Tell how many lines in the records contain the word "Returns"; the number alone is the answer.

Data extracted from a collection

=== Begin Enclosure ===

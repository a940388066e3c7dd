//! TOML Configuration File Support
//!
//! Configuration is read once at startup from `~/.config/lolgpt/config.toml`,
//! the environment and the command line.
//!
//! # Configuration Priority
//!
//! Values are resolved with the following priority (highest first):
//! 1. CLI arguments ([`ConfigOverrides`])
//! 2. Environment variables (`LOLGPT_*`)
//! 3. TOML configuration file
//! 4. Default values
//!
//! The source of every value is tracked so a misconfiguration can be traced
//! back to where it came from.
//!
//! # XDG Base Directory Compliance
//!
//! The file lives at `$XDG_CONFIG_HOME/lolgpt/config.toml` (typically
//! `~/.config/lolgpt/config.toml`). `LOLGPT_CONFIG` points somewhere else.
//!
//! # Example Configuration
//!
//! ```toml
//! [api]
//! url = "https://lolgpt.example.com"
//! timeout_secs = 60
//!
//! [chat]
//! reveal_interval_ms = 15
//! max_input_bytes = 102400
//! ```

use std::path::{Path, PathBuf};
use std::time::Duration;

use serde::{Deserialize, Serialize};
use thiserror::Error;

use crate::input::DEFAULT_MAX_INPUT_BYTES;

/// Default answer service location
pub const DEFAULT_API_URL: &str = "http://localhost:8000";

/// Default reveal delay in milliseconds
pub const DEFAULT_REVEAL_INTERVAL_MS: u64 = 15;

/// Default request timeout in seconds
pub const DEFAULT_REQUEST_TIMEOUT_SECS: u64 = 120;

/// Environment variable naming an alternative config file
pub const CONFIG_PATH_ENV: &str = "LOLGPT_CONFIG";

const API_URL_ENV: &str = "LOLGPT_API_URL";
const REVEAL_INTERVAL_ENV: &str = "LOLGPT_REVEAL_INTERVAL_MS";
const REQUEST_TIMEOUT_ENV: &str = "LOLGPT_REQUEST_TIMEOUT_SECS";
const MAX_INPUT_BYTES_ENV: &str = "LOLGPT_MAX_INPUT_BYTES";

// =============================================================================
// Error Types
// =============================================================================

/// Errors that can occur when loading configuration
#[derive(Debug, Error)]
pub enum ConfigError {
    /// Failed to read config file
    #[error("Failed to read config file at {path}: {source}")]
    Read {
        /// The path that was attempted
        path: PathBuf,
        /// The underlying IO error
        source: std::io::Error,
    },

    /// Failed to parse TOML
    #[error("Failed to parse config file at {path}: {source}")]
    Parse {
        /// The file being parsed
        path: PathBuf,
        /// The underlying TOML error
        source: toml::de::Error,
    },

    /// Invalid configuration value
    #[error("Invalid configuration: {0}")]
    Validation(String),
}

// =============================================================================
// Configuration Source Tracking
// =============================================================================

/// Tracks where a configuration value came from
#[derive(Clone, Copy, Debug, Default, PartialEq, Eq, Serialize, Deserialize)]
pub enum ConfigSource {
    /// Value from command-line argument
    Cli,
    /// Value from environment variable
    Env,
    /// Value from TOML configuration file
    File,
    /// Default value
    #[default]
    Default,
}

impl std::fmt::Display for ConfigSource {
    fn fmt(&self, f: &mut std::fmt::Formatter<'_>) -> std::fmt::Result {
        match self {
            Self::Cli => write!(f, "CLI"),
            Self::Env => write!(f, "environment"),
            Self::File => write!(f, "config file"),
            Self::Default => write!(f, "default"),
        }
    }
}

/// Source of each configuration value
#[derive(Clone, Copy, Debug, Default, PartialEq, Eq)]
pub struct ConfigSources {
    /// Source of `api_url`
    pub api_url: ConfigSource,
    /// Source of `reveal_interval_ms`
    pub reveal_interval_ms: ConfigSource,
    /// Source of `request_timeout_secs`
    pub request_timeout_secs: ConfigSource,
    /// Source of `max_input_bytes`
    pub max_input_bytes: ConfigSource,
}

// =============================================================================
// TOML Configuration Structures
// =============================================================================

/// `[api]` section of the TOML configuration
#[derive(Clone, Debug, Default, Serialize, Deserialize)]
#[serde(default)]
pub struct ApiToml {
    /// Base URL of the answer service
    pub url: Option<String>,

    /// Request timeout in seconds
    pub timeout_secs: Option<u64>,
}

/// `[chat]` section of the TOML configuration
#[derive(Clone, Debug, Default, Serialize, Deserialize)]
#[serde(default)]
pub struct ChatToml {
    /// Delay between revealed characters in milliseconds
    pub reveal_interval_ms: Option<u64>,

    /// Maximum question size in bytes
    pub max_input_bytes: Option<usize>,
}

/// Top-level TOML configuration structure
#[derive(Clone, Debug, Default, Serialize, Deserialize)]
#[serde(default)]
pub struct ConfigToml {
    /// Answer service section
    pub api: ApiToml,

    /// Chat behaviour section
    pub chat: ChatToml,
}

// =============================================================================
// Main Configuration Struct
// =============================================================================

/// Resolved client configuration
///
/// Use [`load_config`] to build one with proper priority handling.
#[derive(Clone, Debug)]
pub struct ChatConfig {
    /// Base URL of the answer service, without trailing slash
    pub api_url: String,

    /// Delay between revealed characters in milliseconds
    pub reveal_interval_ms: u64,

    /// Request timeout in seconds
    pub request_timeout_secs: u64,

    /// Maximum question size in bytes
    pub max_input_bytes: usize,

    /// Path to the config file that was loaded (if any)
    pub config_file_path: Option<PathBuf>,

    /// Where each value came from
    sources: ConfigSources,
}

impl Default for ChatConfig {
    fn default() -> Self {
        Self {
            api_url: DEFAULT_API_URL.to_string(),
            reveal_interval_ms: DEFAULT_REVEAL_INTERVAL_MS,
            request_timeout_secs: DEFAULT_REQUEST_TIMEOUT_SECS,
            max_input_bytes: DEFAULT_MAX_INPUT_BYTES,
            config_file_path: None,
            sources: ConfigSources::default(),
        }
    }
}

impl ChatConfig {
    /// Create a new configuration with default values
    #[must_use]
    pub fn new() -> Self {
        Self::default()
    }

    /// Where each value came from
    #[must_use]
    pub fn sources(&self) -> &ConfigSources {
        &self.sources
    }

    /// Delay between revealed characters
    #[must_use]
    pub fn reveal_interval(&self) -> Duration {
        Duration::from_millis(self.reveal_interval_ms)
    }

    /// Request timeout
    #[must_use]
    pub fn request_timeout(&self) -> Duration {
        Duration::from_secs(self.request_timeout_secs)
    }

    /// Strip trailing slashes and check every value
    ///
    /// # Errors
    ///
    /// Returns [`ConfigError::Validation`] for an empty URL, a URL without an
    /// `http://` or `https://` scheme, or a zero timeout.
    pub fn validate(&mut self) -> Result<(), ConfigError> {
        self.api_url = self.api_url.trim().trim_end_matches('/').to_string();

        if self.api_url.is_empty() {
            return Err(ConfigError::Validation(format!(
                "api_url is empty (from {})",
                self.sources.api_url
            )));
        }

        if !self.api_url.starts_with("http://") && !self.api_url.starts_with("https://") {
            return Err(ConfigError::Validation(format!(
                "api_url must start with http:// or https://, got '{}' (from {})",
                self.api_url, self.sources.api_url
            )));
        }

        if self.request_timeout_secs == 0 {
            return Err(ConfigError::Validation(format!(
                "request_timeout_secs must be greater than zero (from {})",
                self.sources.request_timeout_secs
            )));
        }

        Ok(())
    }
}

// =============================================================================
// Configuration Loading
// =============================================================================

/// Get the default configuration file path
///
/// Returns `$XDG_CONFIG_HOME/lolgpt/config.toml` or
/// `~/.config/lolgpt/config.toml` if `XDG_CONFIG_HOME` is not set.
#[must_use]
pub fn default_config_path() -> Option<PathBuf> {
    dirs::config_dir().map(|p| p.join("lolgpt").join("config.toml"))
}

/// Load configuration from all sources with proper priority
///
/// The file is taken from `overrides.config_path`, then `LOLGPT_CONFIG`, then
/// [`default_config_path`].
///
/// # Errors
///
/// Returns an error if the config file exists but cannot be read or parsed,
/// or if the resolved values fail validation. A missing config file is not
/// an error (defaults are used).
pub fn load_config(overrides: &ConfigOverrides) -> Result<ChatConfig, ConfigError> {
    let env = |key: &str| std::env::var(key).ok();

    let path = overrides
        .config_path
        .clone()
        .or_else(|| env(CONFIG_PATH_ENV).map(PathBuf::from))
        .or_else(default_config_path);

    load_config_with(path.as_deref(), env, overrides)
}

/// Load configuration from an explicit file and environment lookup
///
/// # Errors
///
/// Same as [`load_config`].
pub fn load_config_with<E>(
    path: Option<&Path>,
    env: E,
    overrides: &ConfigOverrides,
) -> Result<ChatConfig, ConfigError>
where
    E: Fn(&str) -> Option<String>,
{
    // Start with defaults
    let mut config = ChatConfig::default();

    if let Some(config_path) = path {
        if config_path.exists() {
            let toml_content =
                std::fs::read_to_string(config_path).map_err(|e| ConfigError::Read {
                    path: config_path.to_path_buf(),
                    source: e,
                })?;

            let toml_config: ConfigToml =
                toml::from_str(&toml_content).map_err(|e| ConfigError::Parse {
                    path: config_path.to_path_buf(),
                    source: e,
                })?;
            apply_toml_config(&mut config, &toml_config);
            config.config_file_path = Some(config_path.to_path_buf());

            tracing::info!(
                path = %config_path.display(),
                "Loaded configuration from file"
            );
        } else {
            tracing::debug!(
                path = %config_path.display(),
                "Config file not found, using defaults"
            );
        }
    }

    apply_env_config(&mut config, env);
    overrides.apply(&mut config);
    config.validate()?;

    tracing::debug!(
        api_url = %config.api_url,
        api_url_source = %config.sources.api_url,
        reveal_interval_ms = config.reveal_interval_ms,
        request_timeout_secs = config.request_timeout_secs,
        "Configuration resolved"
    );

    Ok(config)
}

/// Apply TOML configuration values to the config struct
fn apply_toml_config(config: &mut ChatConfig, toml: &ConfigToml) {
    if let Some(ref url) = toml.api.url {
        config.api_url = url.clone();
        config.sources.api_url = ConfigSource::File;
    }
    if let Some(timeout) = toml.api.timeout_secs {
        config.request_timeout_secs = timeout;
        config.sources.request_timeout_secs = ConfigSource::File;
    }
    if let Some(interval) = toml.chat.reveal_interval_ms {
        config.reveal_interval_ms = interval;
        config.sources.reveal_interval_ms = ConfigSource::File;
    }
    if let Some(max) = toml.chat.max_input_bytes {
        config.max_input_bytes = max;
        config.sources.max_input_bytes = ConfigSource::File;
    }
}

/// Parse a numeric environment value, ignoring garbage with a warning
fn parse_env<T: std::str::FromStr>(key: &str, value: &str) -> Option<T> {
    match value.trim().parse() {
        Ok(v) => Some(v),
        Err(_) => {
            tracing::warn!(key, value, "Ignoring unparsable environment variable");
            None
        }
    }
}

/// Apply environment variable overrides to the config
fn apply_env_config<E>(config: &mut ChatConfig, env: E)
where
    E: Fn(&str) -> Option<String>,
{
    if let Some(url) = env(API_URL_ENV) {
        config.api_url = url;
        config.sources.api_url = ConfigSource::Env;
    }
    if let Some(interval) = env(REVEAL_INTERVAL_ENV).and_then(|v| parse_env(REVEAL_INTERVAL_ENV, &v)) {
        config.reveal_interval_ms = interval;
        config.sources.reveal_interval_ms = ConfigSource::Env;
    }
    if let Some(timeout) = env(REQUEST_TIMEOUT_ENV).and_then(|v| parse_env(REQUEST_TIMEOUT_ENV, &v)) {
        config.request_timeout_secs = timeout;
        config.sources.request_timeout_secs = ConfigSource::Env;
    }
    if let Some(max) = env(MAX_INPUT_BYTES_ENV).and_then(|v| parse_env(MAX_INPUT_BYTES_ENV, &v)) {
        config.max_input_bytes = max;
        config.sources.max_input_bytes = ConfigSource::Env;
    }
}

// =============================================================================
// CLI Override Support
// =============================================================================

/// Command-line overrides, applied on top of file and environment
#[derive(Clone, Debug, Default)]
pub struct ConfigOverrides {
    /// Config file to read instead of the default
    pub config_path: Option<PathBuf>,

    /// Answer service URL override
    pub api_url: Option<String>,

    /// Reveal delay override (milliseconds)
    pub reveal_interval_ms: Option<u64>,

    /// Request timeout override (seconds)
    pub request_timeout_secs: Option<u64>,

    /// Max input size override
    pub max_input_bytes: Option<usize>,
}

impl ConfigOverrides {
    /// Create a new empty set of overrides
    #[must_use]
    pub fn new() -> Self {
        Self::default()
    }

    /// Set config file path
    #[must_use]
    pub fn with_config_path(mut self, path: PathBuf) -> Self {
        self.config_path = Some(path);
        self
    }

    /// Set answer service URL override
    #[must_use]
    pub fn with_api_url(mut self, url: impl Into<String>) -> Self {
        self.api_url = Some(url.into());
        self
    }

    /// Set reveal delay override
    #[must_use]
    pub fn with_reveal_interval_ms(mut self, ms: u64) -> Self {
        self.reveal_interval_ms = Some(ms);
        self
    }

    /// Set request timeout override
    #[must_use]
    pub fn with_request_timeout_secs(mut self, secs: u64) -> Self {
        self.request_timeout_secs = Some(secs);
        self
    }

    /// Set max input size override
    #[must_use]
    pub fn with_max_input_bytes(mut self, bytes: usize) -> Self {
        self.max_input_bytes = Some(bytes);
        self
    }

    /// Apply overrides to a configuration
    pub fn apply(&self, config: &mut ChatConfig) {
        if let Some(ref url) = self.api_url {
            config.api_url = url.clone();
            config.sources.api_url = ConfigSource::Cli;
        }
        if let Some(interval) = self.reveal_interval_ms {
            config.reveal_interval_ms = interval;
            config.sources.reveal_interval_ms = ConfigSource::Cli;
        }
        if let Some(timeout) = self.request_timeout_secs {
            config.request_timeout_secs = timeout;
            config.sources.request_timeout_secs = ConfigSource::Cli;
        }
        if let Some(max) = self.max_input_bytes {
            config.max_input_bytes = max;
            config.sources.max_input_bytes = ConfigSource::Cli;
        }
    }
}

// =============================================================================
// Tests
// =============================================================================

=== End Enclosure ===

[Answer for this exercise]
3